# Exercise objective
Report each line of the entries below that has the word "usize" in it.

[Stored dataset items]
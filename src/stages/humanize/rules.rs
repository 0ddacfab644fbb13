//! Deterministic rule-based rewriter.

use super::lexicon::{
    ConnectorKind, EXPANSIONS, FILLERS, KNOWN_CONNECTORS, NEGATION_CONTRACTIONS,
    PRONOUN_CONTRACTIONS, connectors, hedges, is_tone_vocabulary, substitutions,
};
use crate::pipeline::Tone;
use crate::text::sentences::split_terminator;
use crate::text::{
    Chooser, FactualTokens, capitalize_first, match_case, normalize_whitespace, soften_initial,
    split_sentences,
};
use regex::{Captures, Regex};
use std::sync::LazyLock;

const LONG_SENTENCE_WORDS: usize = 24;
const SHORT_SENTENCE_WORDS: usize = 6;
const MIN_SPLIT_PART_WORDS: usize = 6;
const CONNECTOR_CHANCE: f64 = 0.25;
const MERGE_CHANCE: f64 = 0.5;
const HEDGE_CHANCE: f64 = 0.2;
const FILLER_CHANCE: f64 = 0.15;

/// Case-insensitive whole-word alternation, longest entry first.
fn phrase_pattern(entries: &[(&str, &str)]) -> Regex {
    let mut keys: Vec<&str> = entries.iter().map(|(from, _)| *from).collect();
    keys.sort_by_key(|k| std::cmp::Reverse(k.len()));
    let alternatives = keys
        .iter()
        .map(|k| regex::escape(k))
        .collect::<Vec<_>>()
        .join("|");
    Regex::new(&format!(r"(?i)\b(?:{alternatives})\b")).expect("static pattern")
}

static FORMAL_WORDS: LazyLock<Regex> = LazyLock::new(|| phrase_pattern(substitutions(Tone::Formal)));
static CASUAL_WORDS: LazyLock<Regex> = LazyLock::new(|| phrase_pattern(substitutions(Tone::Casual)));
static BALANCED_WORDS: LazyLock<Regex> =
    LazyLock::new(|| phrase_pattern(substitutions(Tone::Balanced)));
static NEGATIONS: LazyLock<Regex> = LazyLock::new(|| phrase_pattern(NEGATION_CONTRACTIONS));
static EXPANDABLE: LazyLock<Regex> = LazyLock::new(|| phrase_pattern(EXPANSIONS));
static PRONOUN_PAIRS: LazyLock<Regex> = LazyLock::new(|| {
    let alternatives = PRONOUN_CONTRACTIONS
        .iter()
        .map(|(full, _)| {
            let mut chars = full.chars();
            match chars.next() {
                Some('I') => regex::escape(full),
                Some(first) => format!(
                    "[{}{}]{}",
                    first.to_ascii_uppercase(),
                    first,
                    regex::escape(chars.as_str())
                ),
                None => String::new(),
            }
        })
        .collect::<Vec<_>>()
        .join("|");
    Regex::new(&format!(r"\b({alternatives}) (\w)")).expect("static pattern")
});
static SPACE_BEFORE_PUNCT: LazyLock<Regex> =
    LazyLock::new(|| Regex::new(r"\s+([,.!?;:])").expect("static pattern"));
static DOUBLED_COMMA: LazyLock<Regex> =
    LazyLock::new(|| Regex::new(r",(\s*,)+").expect("static pattern"));

fn substitution_pattern(tone: Tone) -> &'static Regex {
    match tone {
        Tone::Formal => &FORMAL_WORDS,
        Tone::Casual => &CASUAL_WORDS,
        Tone::Balanced => &BALANCED_WORDS,
    }
}

fn lookup<'a>(table: &'a [(&'a str, &'a str)], found: &str) -> Option<&'a str> {
    let lower = found.to_lowercase();
    table
        .iter()
        .find(|(from, _)| from.to_lowercase() == lower)
        .map(|(_, to)| *to)
}

/// Swap tone vocabulary. Only lowercase words, or the sentence's opening
/// word, are touched, so names and acronyms survive.
fn substitute(sentence: &str, tone: Tone) -> String {
    let opening = sentence.find(char::is_alphabetic).unwrap_or(0);
    let table = substitutions(tone);
    let replaced = substitution_pattern(tone).replace_all(sentence, |caps: &Captures<'_>| {
        let Some(found) = caps.get(0) else {
            return String::new();
        };
        let text = found.as_str();
        let plain = text.chars().all(|c| !c.is_uppercase());
        let opening_word =
            found.start() == opening && text.chars().skip(1).all(|c| !c.is_uppercase());
        match lookup(table, text) {
            Some(to) if plain || opening_word => match_case(text, to),
            _ => text.to_string(),
        }
    });
    let replaced = normalize_whitespace(&replaced);
    // Dropping a lead-in phrase can leave a lowercase start.
    if opening == 0 || replaced.len() < sentence.len() {
        capitalize_first(&replaced)
    } else {
        replaced
    }
}

fn swap_table(re: &Regex, table: &[(&str, &str)], text: &str) -> String {
    re.replace_all(text, |caps: &Captures<'_>| {
        let found = &caps[0];
        lookup(table, found).map_or_else(|| found.to_string(), |to| match_case(found, to))
    })
    .into_owned()
}

fn apply_contractions(sentence: &str, tone: Tone) -> String {
    match tone {
        Tone::Formal => swap_table(&EXPANDABLE, EXPANSIONS, sentence),
        Tone::Balanced => swap_table(&NEGATIONS, NEGATION_CONTRACTIONS, sentence),
        Tone::Casual => {
            let negated = swap_table(&NEGATIONS, NEGATION_CONTRACTIONS, sentence);
            PRONOUN_PAIRS
                .replace_all(&negated, |caps: &Captures<'_>| {
                    let pair = &caps[1];
                    let short = lookup(PRONOUN_CONTRACTIONS, pair)
                        .map_or_else(|| pair.to_string(), |to| match_case(pair, to));
                    format!("{short} {}", &caps[2])
                })
                .into_owned()
        }
    }
}

/// Split an opening connector (which must be followed by a comma) from
/// the rest of the sentence.
fn leading_connector(sentence: &str) -> Option<(ConnectorKind, &str)> {
    KNOWN_CONNECTORS.iter().find_map(|(phrase, kind)| {
        let head = sentence.get(..phrase.len())?;
        let after = sentence.get(phrase.len()..)?;
        (head.eq_ignore_ascii_case(phrase) && after.starts_with(','))
            .then(|| (*kind, after[1..].trim_start()))
    })
}

fn join_connector(connector: &str, rest: &str) -> String {
    format!("{connector} {}", soften_initial(rest))
}

fn word_len(text: &str) -> usize {
    text.split_whitespace().count()
}

/// Break sentences over `LONG_SENTENCE_WORDS` words at the clause boundary
/// closest to the middle.
fn split_long(sentence: &str) -> Vec<String> {
    if word_len(sentence) <= LONG_SENTENCE_WORDS {
        return vec![sentence.to_string()];
    }
    let (body, terminator) = split_terminator(sentence);
    let middle = body.len() / 2;

    let best = [", and ", "; ", ", but "]
        .iter()
        .flat_map(|marker| body.match_indices(marker).map(move |(at, m)| (at, m.len(), *marker)))
        .filter(|(at, len, _)| {
            word_len(&body[..*at]) >= MIN_SPLIT_PART_WORDS
                && word_len(&body[at + len..]) >= MIN_SPLIT_PART_WORDS
        })
        .min_by_key(|(at, _, _)| at.abs_diff(middle));

    let Some((at, len, marker)) = best else {
        return vec![sentence.to_string()];
    };
    let first = format!("{}.", &body[..at]);
    let rest = &body[at + len..];
    let second = if marker == ", but " {
        format!("But {}{terminator}", soften_initial(rest))
    } else {
        format!("{}{terminator}", capitalize_first(rest))
    };
    let second = if terminator.is_empty() {
        format!("{second}.")
    } else {
        second
    };
    vec![first, second]
}

/// Join pairs of short sentences with ", and".
fn merge_short(sentences: Vec<String>, tone: Tone) -> Vec<String> {
    let mut merged = Vec::with_capacity(sentences.len());
    let mut iter = sentences.into_iter().peekable();
    while let Some(current) = iter.next() {
        let Some(next) = iter.peek() else {
            merged.push(current);
            break;
        };
        let (body, terminator) = split_terminator(&current);
        let mergeable = terminator == "."
            && word_len(&current) < SHORT_SENTENCE_WORDS
            && word_len(next) < SHORT_SENTENCE_WORDS
            && leading_connector(next).is_none()
            && !body.ends_with(',');
        let merge = mergeable
            && Chooser::new(&[tone.as_ref(), current.as_str(), next.as_str()]).chance(MERGE_CHANCE);
        if merge {
            let joined = format!("{body}, and {}", soften_initial(next));
            iter.next();
            merged.push(joined);
        } else {
            merged.push(current);
        }
    }
    merged
}

fn post_process(sentences: &[String]) -> String {
    let joined = sentences
        .iter()
        .map(|s| capitalize_first(s.trim()))
        .collect::<Vec<_>>()
        .join(" ");
    let text = normalize_whitespace(&joined);
    let text = SPACE_BEFORE_PUNCT.replace_all(&text, "$1");
    let text = DOUBLED_COMMA.replace_all(&text, ",");
    capitalize_first(&text)
}

/// Rewrite `text` in the requested tone. Identical inputs always give
/// identical output.
pub fn rewrite(text: &str, tone: Tone, preserve_meaning: bool) -> String {
    let sentences: Vec<String> = split_sentences(text)
        .iter()
        .flat_map(|s| split_long(s))
        .collect();

    let mut rewritten = Vec::with_capacity(sentences.len());
    let mut previous_had_connector = false;
    for (index, sentence) in sentences.iter().enumerate() {
        let position = index.to_string();
        let mut chooser = Chooser::new(&[tone.as_ref(), sentence.as_str(), position.as_str()]);

        let mut current = apply_contractions(&substitute(sentence, tone), tone);
        let mut has_connector = false;

        if let Some((kind, rest)) = leading_connector(&current) {
            if let Some(connector) = chooser.pick(connectors(tone, kind)) {
                current = join_connector(connector, rest);
            }
            has_connector = true;
        } else if index > 0
            && !previous_had_connector
            && word_len(&current) >= 4
            && chooser.chance(CONNECTOR_CHANCE)
            && let Some(connector) = chooser.pick(connectors(tone, ConnectorKind::Addition))
        {
            current = join_connector(connector, &current);
            has_connector = true;
        }

        if !preserve_meaning && !has_connector {
            if chooser.chance(HEDGE_CHANCE)
                && let Some(hedge) = chooser.pick(hedges(tone))
            {
                current = join_connector(hedge, &current);
            } else if tone == Tone::Casual
                && chooser.chance(FILLER_CHANCE)
                && let Some(filler) = chooser.pick(FILLERS)
            {
                current = join_connector(filler, &current);
            }
        }

        previous_had_connector = has_connector;
        rewritten.push(current);
    }

    if tone != Tone::Formal {
        rewritten = merge_short(rewritten, tone);
    }
    let output = post_process(&rewritten);

    if preserve_meaning {
        let facts = FactualTokens::extract_with(text, is_tone_vocabulary);
        let missing = facts.missing_from(&output);
        if !missing.is_empty() {
            tracing::warn!(?missing, "Rewrite dropped factual tokens, keeping original wording");
            return post_process(&split_sentences(text));
        }
    }
    output
}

# Your response
const LONG_SENTENCE_WORDS: usize = 24;
const SHORT_SENTENCE_WORDS: usize = 6;
const MIN_SPLIT_PART_WORDS: usize = 6;
fn word_len(text: &str) -> usize {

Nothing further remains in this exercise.